Dataset entries:
________

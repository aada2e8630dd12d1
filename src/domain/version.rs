use std::fmt;

use super::tag::strip_tag_prefix;

const RC_MARKER: &str = "-rc.";

/// Semantic version accumulator with an optional release-candidate counter
#[derive(Debug, Clone, Copy, Default, PartialEq, Eq)]
pub struct Version {
    pub major: u64,
    pub minor: u64,
    pub patch: u64,
    pub release: u64,
    pub release_candidate: bool,
}

impl Version {
    /// Create a new version without a release-candidate suffix
    pub fn new(major: u64, minor: u64, patch: u64) -> Self {
        Version {
            major,
            minor,
            patch,
            release: 0,
            release_candidate: false,
        }
    }

    /// Create a release-candidate version (`major.minor.patch-rc.release`)
    pub fn release_candidate(major: u64, minor: u64, patch: u64, release: u64) -> Self {
        Version {
            major,
            minor,
            patch,
            release,
            release_candidate: true,
        }
    }

    /// Parse the version encoded in a tag name.
    ///
    /// The tag prefix is stripped first (see [`strip_tag_prefix`]). A `-rc.N`
    /// suffix sets the release counter. Each of the first three dot-separated
    /// parts contributes its first digit run, or 0 when it has none.
    ///
    /// Returns `None` when fewer than three dot-separated parts remain.
    ///
    /// # Example
    /// ```
    /// use semver_gen::domain::Version;
    ///
    /// let v = Version::try_parse_existing("app-1.2.5-rc.7", &["app-".to_string()]).unwrap();
    /// assert_eq!(v.to_string(), "1.2.5-rc.7");
    /// assert_eq!(Version::try_parse_existing("1.2", &[]), None);
    /// ```
    pub fn try_parse_existing(tag: &str, prefixes: &[String]) -> Option<Self> {
        let stripped = strip_tag_prefix(tag, prefixes);

        let (core, release) = match stripped.find(RC_MARKER) {
            Some(pos) => (
                &stripped[..pos],
                Some(leading_number(&stripped[pos + RC_MARKER.len()..])),
            ),
            None => (stripped, None),
        };

        let parts: Vec<&str> = core.split('.').collect();
        if parts.len() < 3 {
            return None;
        }

        Some(Version {
            major: first_number(parts[0]),
            minor: first_number(parts[1]),
            patch: first_number(parts[2]),
            release: release.unwrap_or(0),
            release_candidate: release.is_some(),
        })
    }

    /// Parse a tag's version, falling back to `current` when the tag is not
    /// in `x.y.z` form.
    ///
    /// A successful parse replaces `current` entirely.
    pub fn parse_existing(tag: &str, current: Version, prefixes: &[String]) -> Self {
        Self::try_parse_existing(tag, prefixes).unwrap_or(current)
    }
}

impl fmt::Display for Version {
    fn fmt(&self, f: &mut fmt::Formatter<'_>) -> fmt::Result {
        write!(f, "{}.{}.{}", self.major, self.minor, self.patch)?;
        if self.release_candidate {
            write!(f, "-rc.{}", self.release)?;
        }
        Ok(())
    }
}

/// Parse the digit run at the very start of `s`, 0 if there is none or it
/// does not fit in a `u64`.
pub fn leading_number(s: &str) -> u64 {
    let end = s
        .char_indices()
        .find(|(_, c)| !c.is_ascii_digit())
        .map(|(i, _)| i)
        .unwrap_or(s.len());
    s[..end].parse().unwrap_or(0)
}

/// Parse the first digit run anywhere in `s`, 0 if there is none.
fn first_number(s: &str) -> u64 {
    match s.find(|c: char| c.is_ascii_digit()) {
        Some(start) => leading_number(&s[start..]),
        None => 0,
    }
}

#[cfg(test)]
mod tests {
    use super::*;

    fn prefixes(list: &[&str]) -> Vec<String> {
        list.iter().map(|p| p.to_string()).collect()
    }

    #[test]
    fn test_version_display() {
        assert_eq!(Version::new(1, 2, 3).to_string(), "1.2.3");
        assert_eq!(
            Version::release_candidate(1, 3, 7, 2).to_string(),
            "1.3.7-rc.2"
        );
    }

    #[test]
    fn test_version_display_ignores_release_without_flag() {
        let v = Version {
            release: 4,
            ..Version::new(0, 0, 1)
        };
        assert_eq!(v.to_string(), "0.0.1");
    }

    #[test]
    fn test_parse_plain() {
        let v = Version::parse_existing("2.0.0", Version::default(), &[]);
        assert_eq!(v, Version::new(2, 0, 0));
    }

    #[test]
    fn test_parse_v_prefix() {
        let v = Version::parse_existing("v1.2.3", Version::default(), &[]);
        assert_eq!(v, Version::new(1, 2, 3));
    }

    #[test]
    fn test_parse_release_candidate_round_trip() {
        let v = Version::parse_existing("1.2.5-rc.7", Version::default(), &[]);
        assert_eq!(v, Version::release_candidate(1, 2, 5, 7));
        assert_eq!(v.to_string(), "1.2.5-rc.7");
    }

    #[test]
    fn test_parse_configured_prefix() {
        let v = Version::parse_existing("app-0.0.16", Version::default(), &prefixes(&["app-"]));
        assert_eq!(v, Version::new(0, 0, 16));
    }

    #[test]
    fn test_parse_prefixed_release_candidate() {
        let v = Version::parse_existing(
            "infra-3.4.5-rc.2",
            Version::default(),
            &prefixes(&["app-", "infra-"]),
        );
        assert_eq!(v, Version::release_candidate(3, 4, 5, 2));
    }

    #[test]
    fn test_parse_too_few_parts_keeps_current() {
        let current = Version::release_candidate(9, 8, 7, 6);
        assert_eq!(Version::parse_existing("1.2", current, &[]), current);
        assert_eq!(Version::parse_existing("latest", current, &[]), current);
        assert_eq!(Version::parse_existing("", current, &[]), current);
    }

    #[test]
    fn test_parse_independent_of_seed() {
        let a = Version::parse_existing("4.5.6-rc.1", Version::default(), &[]);
        let b = Version::parse_existing("4.5.6-rc.1", Version::release_candidate(1, 1, 1, 1), &[]);
        assert_eq!(a, b);

        let c = Version::parse_existing("4.5.6", Version::release_candidate(1, 1, 1, 1), &[]);
        assert_eq!(c, Version::new(4, 5, 6));
    }

    #[test]
    fn test_parse_non_numeric_parts_default_to_zero() {
        let v = Version::parse_existing("x.y.z", Version::new(5, 5, 5), &[]);
        assert_eq!(v, Version::new(0, 0, 0));
    }

    #[test]
    fn test_parse_digits_surrounded_by_text() {
        let v = Version::parse_existing("release1.beta2.3final", Version::default(), &[]);
        assert_eq!(v, Version::new(1, 2, 3));
    }

    #[test]
    fn test_parse_extra_parts_ignored() {
        let v = Version::parse_existing("1.2.3.4", Version::default(), &[]);
        assert_eq!(v, Version::new(1, 2, 3));
    }

    #[test]
    fn test_parse_rc_without_digits() {
        let v = Version::parse_existing("1.0.0-rc.next", Version::default(), &[]);
        assert_eq!(v, Version::release_candidate(1, 0, 0, 0));
    }

    #[test]
    fn test_leading_number() {
        assert_eq!(leading_number("16"), 16);
        assert_eq!(leading_number("7-hotfix"), 7);
        assert_eq!(leading_number("abc"), 0);
        assert_eq!(leading_number(""), 0);
        assert_eq!(leading_number("99999999999999999999"), 0);
        assert_eq!(leading_number("4294967296"), 4_294_967_296);
    }

    #[test]
    fn test_parse_components_beyond_32_bits() {
        let v = Version::parse_existing("1.2.4294967296", Version::default(), &[]);
        assert_eq!(v, Version::new(1, 2, 4_294_967_296));
        assert_eq!(v.to_string(), "1.2.4294967296");
    }
}
//! Git operations abstraction layer
//!
//! This module provides a trait-based abstraction over the two things the
//! version analyzer needs from a repository: its commit history and its tags.
//!
//! # Overview
//!
//! The primary abstraction is the [Repository] trait. The concrete
//! implementations are:
//!
//! - [repository::Git2Repository]: A real implementation using the `git2` crate
//! - [mock::MockRepository]: An in-memory implementation for testing
//!
//! # Usage
//!
//! ```rust
//! # use semver_gen::git::Repository;
//! # fn example<R: Repository>(repo: &R) -> semver_gen::Result<()> {
//! let commits = repo.list_commits()?;
//! let tags = repo.list_tags()?;
//! println!("{} commits, {} tags", commits.len(), tags.len());
//! # Ok(())
//! # }
//! ```

pub mod mock;
pub mod repository;

pub use mock::MockRepository;
pub use repository::Git2Repository;

use crate::domain::{Commit, Tag};
use crate::error::Result;

/// Read access to a repository's history
pub trait Repository {
    /// List every commit reachable from HEAD.
    ///
    /// Commits are ordered by author time, oldest first. Commits sharing a
    /// timestamp keep their topological order, so the result is stable.
    ///
    /// # Returns
    /// * `Ok(Vec<Commit>)` - Commits in chronological order
    /// * `Err` - If HEAD cannot be resolved or the history cannot be walked
    fn list_commits(&self) -> Result<Vec<Commit>>;

    /// List all tags that point (directly or through an annotated tag) at a
    /// commit, sorted by name.
    ///
    /// # Returns
    /// * `Ok(Vec<Tag>)` - Tags with the hash of the commit they reference
    /// * `Err` - If tags cannot be enumerated
    fn list_tags(&self) -> Result<Vec<Tag>>;
}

________

**Try it**
Read through the data above. Report each line that has the word "find".

**Exercise output**
        let (core, release) = match stripped.find(RC_MARKER) {
        .find(|(_, c)| !c.is_ascii_digit())
    match s.find(|c: char| c.is_ascii_digit()) {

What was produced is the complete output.